Dataset entries
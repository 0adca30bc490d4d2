// wardrobe/src/domain/error.rs
use crate::domain::entity::{EntityId, TaggedEntityBuilderError};
use thiserror::Error;

#[derive(Error, Debug)]
pub enum DomainError {
    #[error("Validation failed: {0}")]
    Validation(String),

    #[error("Invalid tag '{value}' for facet {facet}")]
    InvalidTag { facet: String, value: String },

    #[error("Unknown facet: {0}")]
    UnknownFacet(String),

    #[error("Duplicate entity id: {0}")]
    DuplicateId(EntityId),

    #[error("Persistence failed: {0}")]
    Persistence(String),

    #[error("IO error: {0}")]
    Io(#[from] std::io::Error),

    #[error("Other error: {0}")]
    Other(String),
}

impl DomainError {
    pub fn context<C: Into<String>>(self, context: C) -> Self {
        match self {
            DomainError::Validation(msg) => {
                DomainError::Validation(format!("{}: {}", context.into(), msg))
            }
            DomainError::Persistence(msg) => {
                DomainError::Persistence(format!("{}: {}", context.into(), msg))
            }
            DomainError::Other(msg) => DomainError::Other(format!("{}: {}", context.into(), msg)),
            err => err,
        }
    }
}

pub type DomainResult<T> = Result<T, DomainError>;

impl From<TaggedEntityBuilderError> for DomainError {
    fn from(e: TaggedEntityBuilderError) -> Self {
        match e {
            TaggedEntityBuilderError::UninitializedField(field) => {
                DomainError::Validation(format!("{} is required", field))
            }
            TaggedEntityBuilderError::ValidationError(msg) => DomainError::Validation(msg),
        }
    }
}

_AIM OF THE TASK_
Where in the entries does the word "failed" occur? Copy out each line that has it.

_RESPONSE TO THIS EXERCISE_
    #[error("Validation failed: {0}")]
    #[error("Persistence failed: {0}")]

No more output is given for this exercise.